Week 11.a
CS 5600
03/28 2022

On the board
------------

1. Last time
2. page fault
   - intro
   - usage
   - costs
   - thrashing
3. mmap

-------------------------------------------------------

Admin:

--Lab2 cheating detection results
  --confess before Tue Midnight

---------


1. Last time

  -- TLB
    -- Virtual memory overview
      [show slides]

  -- where does OS live?

  -- meltdown and spectre

  --post-meltdown kernel (mitigation: KAISER)

    notes from Aurojit Panda about kernel-being-mapped-into-each-process:

      [AP: This answer is complicated
      (https://www.usenix.org/system/files/login/articles/login_winter18_03_gruss.pdf),
      but see below for attempt to explain.

    * In the post-meltdown KAISER/KPTI/KVA/XNU Double Map (all names for
      similar mitigations) each process has two (logical) page tables:

        - One, the user mode page table, for use when the process is
        executing usermode code, unmaps most (but not all) of the kernel,
        this includes some of the kernel stack, and a few other things.
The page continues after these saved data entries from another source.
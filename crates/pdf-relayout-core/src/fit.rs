//! Fitting translated text into an original bounding box.
//!
//! Translations are often longer than their source. The fitter word-wraps
//! at the item's original size and shrinks the font in small steps until
//! the wrapped block fits vertically. Once the minimum size is reached, the
//! remaining overflow is truncated with an ellipsis. Fitting never fails:
//! the worst outcome is a bare ellipsis.

use serde::{Deserialize, Serialize};

use crate::layout::BoundingBox;

/// Used when configuration supplies a non-positive step.
const DEFAULT_SHRINK_STEP: f32 = 0.5;

/// Width measurement for a font at a given size, in points.
pub trait FontMetrics {
    fn text_width(&self, text: &str, size: f32) -> f32;
}

/// Fitting parameters.
#[derive(Debug, Clone, PartialEq, Serialize, Deserialize)]
pub struct FitOptions {
    /// Fixed minimum font size; when unset the minimum is derived per item
    #[serde(default)]
    pub min_size_override: Option<f32>,

    /// Absolute lower bound of the derived minimum size
    #[serde(default = "default_min_size_floor")]
    pub min_size_floor: f32,

    /// Derived minimum size as a fraction of the item's font size
    #[serde(default = "default_min_size_ratio")]
    pub min_size_ratio: f32,

    /// Baseline distance as a multiple of the font size
    #[serde(default = "default_line_spacing")]
    pub line_spacing: f32,

    /// Inset applied on every side of the box
    #[serde(default = "default_padding")]
    pub padding: f32,

    /// Font size decrement per shrink iteration
    #[serde(default = "default_shrink_step")]
    pub shrink_step: f32,

    /// Marker appended to truncated text
    #[serde(default = "default_ellipsis")]
    pub ellipsis: String,
}

const fn default_min_size_floor() -> f32 {
    7.5
}

const fn default_min_size_ratio() -> f32 {
    0.75
}

const fn default_line_spacing() -> f32 {
    1.18
}

const fn default_padding() -> f32 {
    2.0
}

const fn default_shrink_step() -> f32 {
    DEFAULT_SHRINK_STEP
}

fn default_ellipsis() -> String {
    "…".to_string()
}

impl Default for FitOptions {
    fn default() -> Self {
        Self {
            min_size_override: None,
            min_size_floor: default_min_size_floor(),
            min_size_ratio: default_min_size_ratio(),
            line_spacing: default_line_spacing(),
            padding: default_padding(),
            shrink_step: default_shrink_step(),
            ellipsis: default_ellipsis(),
        }
    }
}

impl FitOptions {
    /// Same options with a fixed minimum font size.
    #[must_use]
    pub fn with_min_size(mut self, min_size: f32) -> Self {
        self.min_size_override = Some(min_size);
        self
    }

    /// Minimum font size for an item whose original size is `target`.
    pub fn min_size_for(&self, target: f32) -> f32 {
        if let Some(size) = self.min_size_override.filter(|s| s.is_finite() && *s > 0.0) {
            return size;
        }
        let derived = self.min_size_floor.max(target * self.min_size_ratio);
        if derived.is_finite() && derived > 0.0 {
            derived
        } else {
            default_min_size_floor()
        }
    }
}

/// Outcome of fitting one text into one box.
#[derive(Debug, Clone, PartialEq)]
pub struct FitResult {
    /// Chosen font size
    pub font_size: f32,
    /// Baseline distance at the chosen size
    pub line_height: f32,
    /// Wrapped (and possibly truncated) lines, top to bottom
    pub lines: Vec<String>,
    /// The font size ended below the starting size
    pub shrunk: bool,
    /// Lines were dropped and an ellipsis appended
    pub truncated: bool,
    padding: f32,
}

/// A line positioned at its baseline origin.
#[derive(Debug, Clone, Copy, PartialEq)]
pub struct PlacedLine<'a> {
    pub x: f32,
    pub y: f32,
    pub text: &'a str,
}

impl FitResult {
    /// Baseline positions of the lines inside `bbox`.
    ///
    /// The first baseline sits one line height below the padded top edge.
    /// Placement stops once a baseline would fall more than a line height
    /// below the padded bottom edge.
    pub fn placements(&self, bbox: &BoundingBox) -> Vec<PlacedLine<'_>> {
        let x = bbox.x0 + self.padding;
        let floor = bbox.y0 + self.padding - self.line_height;
        let mut y = bbox.y1 - self.padding;
        let mut placed = Vec::with_capacity(self.lines.len());

        for line in &self.lines {
            y -= self.line_height;
            if y < floor {
                break;
            }
            placed.push(PlacedLine { x, y, text: line });
        }
        placed
    }
}

/// Fit `text` into `bbox`, starting from `target_size`.
///
/// The starting size is `max(min_size, target_size)`, so a larger target
/// never yields a smaller result for the same text, and more text never
/// yields a larger size.
pub fn fit_text(
    text: &str,
    bbox: &BoundingBox,
    target_size: f32,
    metrics: &dyn FontMetrics,
    options: &FitOptions,
) -> FitResult {
    let padding = options.padding.max(0.0);
    let width = (bbox.width() - 2.0 * padding).max(0.0);
    let height = (bbox.height() - 2.0 * padding).max(0.0);
    let step = if options.shrink_step > 0.0 {
        options.shrink_step
    } else {
        DEFAULT_SHRINK_STEP
    };

    let min_size = options.min_size_for(target_size);
    let start = min_size.max(target_size);
    let mut size = start;

    let mut lines = loop {
        let lines = wrap(text, size, width, metrics);
        #[allow(clippy::cast_precision_loss)]
        let needed = lines.len() as f32 * size * options.line_spacing;
        if needed <= height || lines.len() <= 1 || size <= min_size {
            break lines;
        }
        size = (size - step).max(min_size);
    };

    let line_height = size * options.line_spacing;
    #[allow(clippy::cast_possible_truncation, clippy::cast_sign_loss)]
    let max_lines = ((height / line_height).floor() as usize).max(1);

    let truncated = lines.len() > max_lines;
    if truncated {
        lines.truncate(max_lines);
        let last = lines.pop().unwrap_or_default();
        lines.push(ellipsize(&last, size, width, metrics, &options.ellipsis));
    }

    FitResult {
        font_size: size,
        line_height,
        lines,
        shrunk: size < start,
        truncated,
        padding,
    }
}

/// Greedy word wrap; words wider than the line are broken per character.
fn wrap(text: &str, size: f32, width: f32, metrics: &dyn FontMetrics) -> Vec<String> {
    let mut out = Vec::new();
    let mut line = String::new();

    for word in text.split_whitespace() {
        let candidate = if line.is_empty() {
            word.to_string()
        } else {
            format!("{line} {word}")
        };
        if metrics.text_width(&candidate, size) <= width {
            line = candidate;
            continue;
        }

        if !line.is_empty() {
            out.push(std::mem::take(&mut line));
        }

        if metrics.text_width(word, size) <= width {
            line = word.to_string();
            continue;
        }

        // Hard break
        let mut segment = String::new();
        for ch in word.chars() {
            segment.push(ch);
            if metrics.text_width(&segment, size) <= width {
                continue;
            }
            segment.pop();
            if segment.is_empty() {
                // A single glyph wider than the box gets a line of its own
                out.push(ch.to_string());
            } else {
                out.push(std::mem::take(&mut segment));
                segment.push(ch);
            }
        }
        line = segment;
    }

    if !line.is_empty() {
        out.push(line);
    }
    if out.is_empty() {
        out.push(String::new());
    }
    out
}

/// Shorten `line` until it fits with the ellipsis appended.
fn ellipsize(line: &str, size: f32, width: f32, metrics: &dyn FontMetrics, ellipsis: &str) -> String {
    let mut kept = line.trim_end().to_string();
    while !kept.is_empty() {
        let candidate = format!("{kept}{ellipsis}");
        if metrics.text_width(&candidate, size) <= width {
            return candidate;
        }
        kept.pop();
        kept.truncate(kept.trim_end().len());
    }
    ellipsis.to_string()
}

#[cfg(test)]
mod tests {
    use super::*;

    /// Every character is half the font size wide.
    struct HalfEm;

    impl FontMetrics for HalfEm {
        #[allow(clippy::cast_precision_loss)]
        fn text_width(&self, text: &str, size: f32) -> f32 {
            text.chars().count() as f32 * size * 0.5
        }
    }

    fn bbox(width: f32, height: f32) -> BoundingBox {
        BoundingBox::new(100.0, 500.0, 100.0 + width, 500.0 + height)
    }

    #[test]
    fn test_short_text_keeps_size() {
        let result = fit_text("Hallo", &bbox(200.0, 16.0), 10.0, &HalfEm, &FitOptions::default());
        assert!((result.font_size - 10.0).abs() < f32::EPSILON);
        assert_eq!(result.lines, vec!["Hallo"]);
        assert!(!result.shrunk);
        assert!(!result.truncated);
    }

    #[test]
    fn test_min_size_default_and_override() {
        let options = FitOptions::default();
        assert!((options.min_size_for(8.0) - 7.5).abs() < f32::EPSILON);
        assert!((options.min_size_for(20.0) - 15.0).abs() < f32::EPSILON);
        let options = options.with_min_size(9.0);
        assert!((options.min_size_for(20.0) - 9.0).abs() < f32::EPSILON);
    }

    #[test]
    fn test_small_target_starts_at_min_size() {
        let result = fit_text("x", &bbox(100.0, 30.0), 4.0, &HalfEm, &FitOptions::default());
        assert!((result.font_size - 7.5).abs() < f32::EPSILON);
        assert!(!result.shrunk);
    }

    #[test]
    fn test_wraps_then_shrinks() {
        // Inner box 96 x 26. At 10pt: 19 chars per line, 2 lines need 23.6.
        let text = "aaaa bbbb cccc dddd eeee ffff gggg";
        let result = fit_text(text, &bbox(100.0, 30.0), 10.0, &HalfEm, &FitOptions::default());
        assert!(result.lines.len() >= 2);
        #[allow(clippy::cast_precision_loss)]
        let needed = result.lines.len() as f32 * result.line_height;
        assert!(needed <= 26.0 || result.truncated);
        for line in &result.lines {
            assert!(HalfEm.text_width(line, result.font_size) <= 96.0);
        }
    }

    #[test]
    fn test_shrinks_before_truncating() {
        // One line only at 12pt (inner height 14.16 fits one 12pt line)
        let text = "Dies ist eine deutlich laengere Uebersetzung";
        let result = fit_text(text, &bbox(120.0, 18.16), 12.0, &HalfEm, &FitOptions::default());
        assert!(result.shrunk);
        assert!(result.font_size >= 9.0 - f32::EPSILON);
    }

    #[test]
    fn test_unfittable_text_is_truncated_with_ellipsis() {
        // 40 x 10 box: inner 36 x 6, one line at most
        let text = "Ein sehr langer Satz der niemals passt";
        let result = fit_text(text, &bbox(40.0, 10.0), 12.0, &HalfEm, &FitOptions::default());
        assert!(result.truncated);
        assert_eq!(result.lines.len(), 1);
        assert!(result.lines[0].ends_with('…'));
        assert!(HalfEm.text_width(&result.lines[0], result.font_size) <= 36.0);
        // Never below the minimum size
        assert!(result.font_size >= 9.0 - f32::EPSILON);
    }

    #[test]
    fn test_bare_ellipsis_when_nothing_fits() {
        let result = fit_text("Wort", &bbox(6.0, 6.0), 10.0, &HalfEm, &FitOptions::default());
        assert!(!result.lines.is_empty());
        assert!(result.lines.iter().any(|l| l.ends_with('…')));
    }

    #[test]
    fn test_long_word_hard_break_has_no_duplicates() {
        // Inner width 20 at 10pt: 4 chars per line
        let result = fit_text(
            "abcdefghij",
            &bbox(24.0, 200.0),
            10.0,
            &HalfEm,
            &FitOptions::default(),
        );
        assert_eq!(result.lines, vec!["abcd", "efgh", "ij"]);
        assert!(!result.truncated);
    }

    #[test]
    fn test_empty_text_gives_one_empty_line() {
        let result = fit_text("   ", &bbox(100.0, 20.0), 10.0, &HalfEm, &FitOptions::default());
        assert_eq!(result.lines, vec![String::new()]);
        assert!(!result.truncated);
    }

    #[test]
    fn test_monotonic_shrink_with_more_text() {
        let words = ["Ueberschrift", "mit", "sehr", "vielen", "zusaetzlichen", "Woertern", "am", "Ende"];
        let boxed = bbox(90.0, 40.0);
        let mut previous = f32::INFINITY;
        for n in 1..=words.len() {
            let text = words[..n].join(" ");
            let result = fit_text(&text, &boxed, 14.0, &HalfEm, &FitOptions::default());
            assert!(result.font_size <= previous + f32::EPSILON, "size grew at {n} words");
            previous = result.font_size;
        }
    }

    #[test]
    fn test_degenerate_box_terminates() {
        let flat = BoundingBox::new(10.0, 10.0, 10.0, 10.0);
        let result = fit_text("Text", &flat, 10.0, &HalfEm, &FitOptions::default());
        assert!(!result.lines.is_empty());
        let bad_step = FitOptions {
            shrink_step: 0.0,
            ..FitOptions::default()
        };
        let result = fit_text("a b c d e f g", &bbox(10.0, 10.0), 30.0, &HalfEm, &bad_step);
        assert!(!result.lines.is_empty());
    }

    #[test]
    fn test_placements_step_down_from_top() {
        let result = fit_text(
            "one two three",
            &bbox(40.0, 100.0),
            10.0,
            &HalfEm,
            &FitOptions::default(),
        );
        let boxed = bbox(40.0, 100.0);
        let placed = result.placements(&boxed);
        assert_eq!(placed.len(), result.lines.len());
        assert!((placed[0].x - 102.0).abs() < 1e-4);
        assert!((placed[0].y - (600.0 - 2.0 - result.line_height)).abs() < 1e-4);
        for pair in placed.windows(2) {
            assert!((pair[0].y - pair[1].y - result.line_height).abs() < 1e-4);
        }
    }
}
The
        aim of all mitigations has been to minimize the number of kernel
        pages in the user mode page table, but different tradeoffs are
        selected for how much this is minimized.

        - The second, the kernel mode page table, has exactly the same
        layout as what [is mentioned above], i.e., the kernel is in all address
        spaces.

    On entry to kernel, the OS tries as rapidly as possible to switch from
    user mode page table to kernel mode one.

    It switches back before return. Having a kernel mode page table per
    process is in part to minimize how much one needs to change in the
    kernel, so maybe one can argue that this is not the "best" possible
    solution, but it is pretty good.]


2. Page faults

   A. intro and mechanics

    We've discussed these a bit. Let's go into a bit more detail...

    Concept:

        a reference is illegal, either because it's not mapped in the
        page tables or because there is a protection violation.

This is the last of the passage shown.